Singh, however, hasn't had everything her own way. One day, in 2011, when Singh was sharing her full day's schedule with her husband, her phone rang. It was past midnight and the call was from T.K. Kurien, who had just taken over as the new Wipro CEO. He wanted her to head the health-care business, which was then a small part in Wipro's overall scheme of things. Enterprise Apps, which she was heading then, in fact, contributed more revenue to the company.
The first among many challenges encountered by Singh involved building a team. Singh wondered why people would join her team considering there were goliaths in health care in the form of IBM, Accenture and Cognizant. "I had to create 'Why Wipro?' for the team, for the customers. I wasn't coming from a position of strength. I was like a vagabond you see on the streets of New York," she says.

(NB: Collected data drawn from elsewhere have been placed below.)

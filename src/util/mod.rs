mod stats;

pub use stats::Stats;
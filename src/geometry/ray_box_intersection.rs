use crate::geometry::{FloatType, Ray, WorldBox, gamma};

pub trait RayIntersectionExt {
    /// Calculate first and last ray intersection with the box
    fn intersect(&self, ray: &Ray) -> (FloatType, FloatType);

    /// Checks whether the ray passes through the box somewhere within [t_min, t_max].
    fn hit(&self, ray: &Ray, t_min: FloatType, t_max: FloatType) -> bool {
        let (t1, t2) = self.intersect(ray);
        t1.max(t_min) <= t2.min(t_max)
    }
}

impl RayIntersectionExt for WorldBox {
    /// Calculates ray intersection with the box.
    /// Returns minimum and maximum distance along the ray, ray intersects is min <= max.
    /// The maximum is rounded outwards, so that hits on the surface of shapes touching the
    /// box are never culled by rounding.
    fn intersect(&self, ray: &Ray) -> (FloatType, FloatType) {
        // Componentwise distances along the ray to the box's min and max corners
        // The multiplication is NAN if the ray is starting inside the slab bounding plane
        // and is parallel to it. In this case we blend to +-infinity, so that the range becomes infinite
        let to_box_min = (self.min - ray.origin)
            .component_mul(&ray.inv_direction)
            .map(|x| if x.is_nan() { FloatType::NEG_INFINITY } else { x });
        let to_box_max = (self.max - ray.origin)
            .component_mul(&ray.inv_direction)
            .map(|x| if x.is_nan() { FloatType::INFINITY } else { x });

        // Correctly ordered (min_t <= max_t)
        let componentwise_min_t = to_box_min.zip_map(&to_box_max, FloatType::min);
        let componentwise_max_t = to_box_min.zip_map(&to_box_max, FloatType::max);

        let min_t = componentwise_min_t.max();
        let max_t = componentwise_max_t.min();
        let max_t = if max_t.is_finite() {
            max_t + max_t.abs() * 2.0 * gamma(3)
        } else {
            max_t
        };

        (min_t, max_t)
    }
}
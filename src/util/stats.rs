use std::fmt::Display;

/// Running summary of a sequence of counts.
#[derive(Clone, Debug, PartialEq)]
pub struct Stats {
    pub count: usize,
    pub min: usize,
    pub max: usize,
    pub avg: f32,
}

impl Stats {
    pub fn new_single(v: usize) -> Self {
        Stats {
            count: 1,
            min: v,
            max: v,
            avg: v as f32,
        }
    }

    pub fn add_sample(&mut self, value: usize) {
        self.count += 1;
        self.min = self.min.min(value);
        self.max = self.max.max(value);
        self.avg += (value as f32 - self.avg) / (self.count as f32);
    }

    pub fn add_samples(&mut self, values: impl IntoIterator<Item = usize>) {
        for value in values {
            self.add_sample(value);
        }
    }

    pub fn merge(&self, other: &Self) -> Self {
        Stats {
            count: self.count + other.count,
            min: self.min.min(other.min),
            max: self.max.max(other.max),
            avg: if self.count > 0 || other.count > 0 {
                (self.avg * self.count as f32 + other.avg * other.count as f32)
                    / (self.count + other.count) as f32
            } else {
                0.0
            },
        }
    }
}

impl Default for Stats {
    fn default() -> Self {
        Stats {
            count: 0,
            min: usize::MAX,
            max: 0,
            avg: 0.0,
        }
    }
}

impl Display for Stats {
    fn fmt(&self, f: &mut std::fmt::Formatter<'_>) -> std::fmt::Result {
        write!(
            f,
            "{} - {}; avg {:.1}; {} samples",
            self.min, self.max, self.avg, self.count
        )
    }
}
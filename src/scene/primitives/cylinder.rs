use std::f64::consts::TAU;

use arrayvec::ArrayVec;
use bon::bon;
use nalgebra::Unit;

use crate::geometry::{
    EPSILON, FloatType, HitRecord, MaterialId, Ray, TexturePoint, WorldBox, WorldPoint,
    WorldVector, orthonormal_basis, solve_quadratic,
};
use crate::scene::{Shape, ShapeError, closest_hit, in_range};

use super::{Disc, disc_bounds};

/// Finite cylinder between two centers, optionally closed with discs at both ends.
#[derive(Clone, Debug)]
pub struct Cylinder {
    base_center: WorldPoint,
    axis: Unit<WorldVector>,
    /// In-plane basis used for the angular texture coordinate
    right: Unit<WorldVector>,
    up: Unit<WorldVector>,
    height: FloatType,
    radius: FloatType,
    caps: ArrayVec<Disc, 2>,
    material: MaterialId,
    bounding_box: WorldBox,
}

#[bon]
impl Cylinder {
    #[builder]
    pub fn new(
        base_center: WorldPoint,
        top_center: WorldPoint,
        radius: FloatType,
        #[builder(default)] capped: bool,
        material: MaterialId,
    ) -> Result<Self, ShapeError> {
        if !(radius > 0.0) {
            return Err(ShapeError::NonPositiveRadius(radius));
        }
        let (axis, height) =
            Unit::try_new_and_get(top_center - base_center, EPSILON).ok_or(ShapeError::ZeroHeight)?;
        let (right, up) = orthonormal_basis(&axis);

        let mut caps = ArrayVec::new();
        if capped {
            caps.push(Disc::new(base_center, -axis.into_inner(), radius, material)?);
            caps.push(Disc::new(top_center, axis.into_inner(), radius, material)?);
        }

        let bounding_box = disc_bounds(&base_center, &axis, radius)
            .union(&disc_bounds(&top_center, &axis, radius));

        Ok(Cylinder {
            base_center,
            axis,
            right,
            up,
            height,
            radius,
            caps,
            material,
            bounding_box,
        })
    }
}

impl Cylinder {
    fn intersect_body(&self, ray: &Ray, t_min: FloatType, t_max: FloatType) -> Option<HitRecord> {
        let axis = self.axis.as_ref();

        // Only the components perpendicular to the axis matter for the distance from it
        let co = ray.origin - self.base_center;
        let d_perp = ray.direction - axis * ray.direction.dot(axis);
        let co_perp = co - axis * co.dot(axis);

        let a = d_perp.norm_squared();
        let b = 2.0 * d_perp.dot(&co_perp);
        let c = co_perp.norm_squared() - self.radius * self.radius;

        let (t, h) = solve_quadratic(a, b, c)
            .into_iter()
            .filter(|t| in_range(*t, t_min, t_max))
            .map(|t| (t, (ray.point_at(t) - self.base_center).dot(axis)))
            .find(|(_, h)| (0.0..=self.height).contains(h))?;

        let radial = ray.point_at(t) - self.base_center - axis * h;
        let angle = radial
            .dot(self.up.as_ref())
            .atan2(radial.dot(self.right.as_ref()))
            .rem_euclid(TAU);

        Some(HitRecord::from_outward_normal(
            ray,
            t,
            Unit::new_normalize(radial),
            self.material,
            Some(TexturePoint::new(angle / TAU, h / self.height)),
        ))
    }
}

impl Shape for Cylinder {
    fn intersect(&self, ray: &Ray, t_min: FloatType, t_max: FloatType) -> Option<HitRecord> {
        let body = self.intersect_body(ray, t_min, t_max);
        let limit = body.as_ref().map_or(t_max, |hit| hit.t);
        closest_hit(self.caps.iter(), ray, t_min, limit).or(body)
    }

    fn bounding_box(&self) -> WorldBox {
        self.bounding_box.clone()
    }
}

Singh travelled 21 days in a month, and practically lived out of her black Samsonite suitcase. The other two things that always accompanied her were a Sony 'Size Zero' laptop, and a Louis Vuitton purse (gifted by her team). She finally managed to build a team, and started getting big contracts, including a $440 million deal her company signed with Japan's Takeda Pharmaceutical last year.
"Sangita's work ethic, sharp business sense, relentless pursuit of goals and her ability to spot and nurture talent makes her a key asset for Wipro," says Kurien on email.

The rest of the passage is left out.